Task -> Locate each line below that includes "Option" and reproduce it.

[Dataset items]
———

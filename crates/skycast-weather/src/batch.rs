//! Concurrent per-city weather fetches with failure isolation.
//!
//! One fetch is issued per city; each is caught independently so a single
//! city's failure never aborts its siblings. Results come back in input
//! order regardless of completion order.

use std::future::Future;

use futures::future::join_all;

use crate::client::WeatherClient;
use crate::error::WeatherError;
use crate::types::WeatherSnapshot;

/// Outcome of one city's fetch within a batch.
///
/// Exactly one of `snapshot` / `error` is populated.
#[derive(Debug, Clone, PartialEq)]
pub struct CityFetchResult {
    pub city: String,
    pub snapshot: Option<WeatherSnapshot>,
    pub error: Option<String>,
}

impl CityFetchResult {
    pub fn ok(city: impl Into<String>, snapshot: WeatherSnapshot) -> Self {
        Self {
            city: city.into(),
            snapshot: Some(snapshot),
            error: None,
        }
    }

    pub fn failed(city: impl Into<String>, error: impl Into<String>) -> Self {
        Self {
            city: city.into(),
            snapshot: None,
            error: Some(error.into()),
        }
    }
}

/// Fetch weather for every city concurrently through `fetch`.
///
/// The returned vector matches the input order. Per-city errors are captured
/// into the result entries; this function itself never fails.
pub async fn fetch_weather_batch<F, Fut>(cities: &[String], fetch: F) -> Vec<CityFetchResult>
where
    F: Fn(String) -> Fut,
    Fut: Future<Output = Result<WeatherSnapshot, WeatherError>>,
{
    let tasks = cities.iter().map(|city| {
        let fut = fetch(city.clone());
        let city = city.clone();
        async move {
            match fut.await {
                Ok(snapshot) => CityFetchResult::ok(city, snapshot),
                Err(e) => {
                    tracing::warn!("Batch fetch failed for {}: {}", city, e);
                    CityFetchResult::failed(city, e.user_message())
                }
            }
        }
    });

    join_all(tasks).await
}

impl WeatherClient {
    /// Fetch current weather for every city in one concurrent batch.
    pub async fn batch_weather(&self, cities: &[String]) -> Vec<CityFetchResult> {
        fetch_weather_batch(cities, |city| async move {
            self.current_weather(&city).await
        })
        .await
    }
}

#[cfg(test)]
mod tests {
    #![allow(clippy::unwrap_used, clippy::expect_used, clippy::panic)]
    use super::*;
    use crate::types::Coordinates;
    use std::time::Duration;

    fn snapshot(name: &str, temp: f64) -> WeatherSnapshot {
        WeatherSnapshot {
            name: name.to_string(),
            country: "UA".to_string(),
            coordinates: Coordinates { lat: 0.0, lon: 0.0 },
            current_temp: temp,
            feels_like: temp,
            humidity: 50,
            pressure: None,
            wind_speed: 1.0,
            wind_deg: None,
            cloudiness: 10,
            condition_icon: "01d".to_string(),
            condition_description: "clear sky".to_string(),
            observed_at: 0,
            timezone_offset_seconds: 0,
            sunrise: 0,
            sunset: 0,
        }
    }

    fn cities(names: &[&str]) -> Vec<String> {
        names.iter().map(|s| s.to_string()).collect()
    }

    #[tokio::test]
    async fn test_batch_preserves_input_order_under_skewed_timing() {
        // First city resolves last; order must still follow the input.
        let input = cities(&["Kyiv", "Lviv", "Odesa"]);

        let results = fetch_weather_batch(&input, |city| async move {
            let delay = match city.as_str() {
                "Kyiv" => 50,
                "Lviv" => 5,
                _ => 1,
            };
            tokio::time::sleep(Duration::from_millis(delay)).await;
            Ok(snapshot(&city, 10.0))
        })
        .await;

        let order: Vec<&str> = results.iter().map(|r| r.city.as_str()).collect();
        assert_eq!(order, vec!["Kyiv", "Lviv", "Odesa"]);
    }

    #[tokio::test]
    async fn test_partial_failure_is_isolated() {
        let input = cities(&["Kyiv", "Lviv", "Odesa"]);

        let results = fetch_weather_batch(&input, |city| async move {
            if city == "Lviv" {
                Err(WeatherError::Api {
                    status: 500,
                    message: "boom".into(),
                })
            } else {
                Ok(snapshot(&city, 12.5))
            }
        })
        .await;

        assert_eq!(results.len(), 3);

        assert_eq!(results[0].city, "Kyiv");
        assert_eq!(results[0].snapshot.as_ref().unwrap().current_temp, 12.5);
        assert!(results[0].error.is_none());

        assert_eq!(results[1].city, "Lviv");
        assert!(results[1].snapshot.is_none());
        assert!(results[1].error.is_some());

        assert_eq!(results[2].city, "Odesa");
        assert_eq!(results[2].snapshot.as_ref().unwrap().current_temp, 12.5);
    }

    #[tokio::test]
    async fn test_not_found_maps_to_friendly_message() {
        let input = cities(&["Atlantis"]);

        let results = fetch_weather_batch(&input, |city| async move {
            Err::<WeatherSnapshot, _>(WeatherError::CityNotFound(city))
        })
        .await;

        assert_eq!(results[0].error.as_deref(), Some("City not found"));
    }

    #[tokio::test]
    async fn test_empty_batch_resolves_empty() {
        let results =
            fetch_weather_batch(&[], |city| async move { Ok(snapshot(&city, 0.0)) }).await;
        assert!(results.is_empty());
    }
}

———

Solution to the exercise ->
    pub snapshot: Option<WeatherSnapshot>,
    pub error: Option<String>,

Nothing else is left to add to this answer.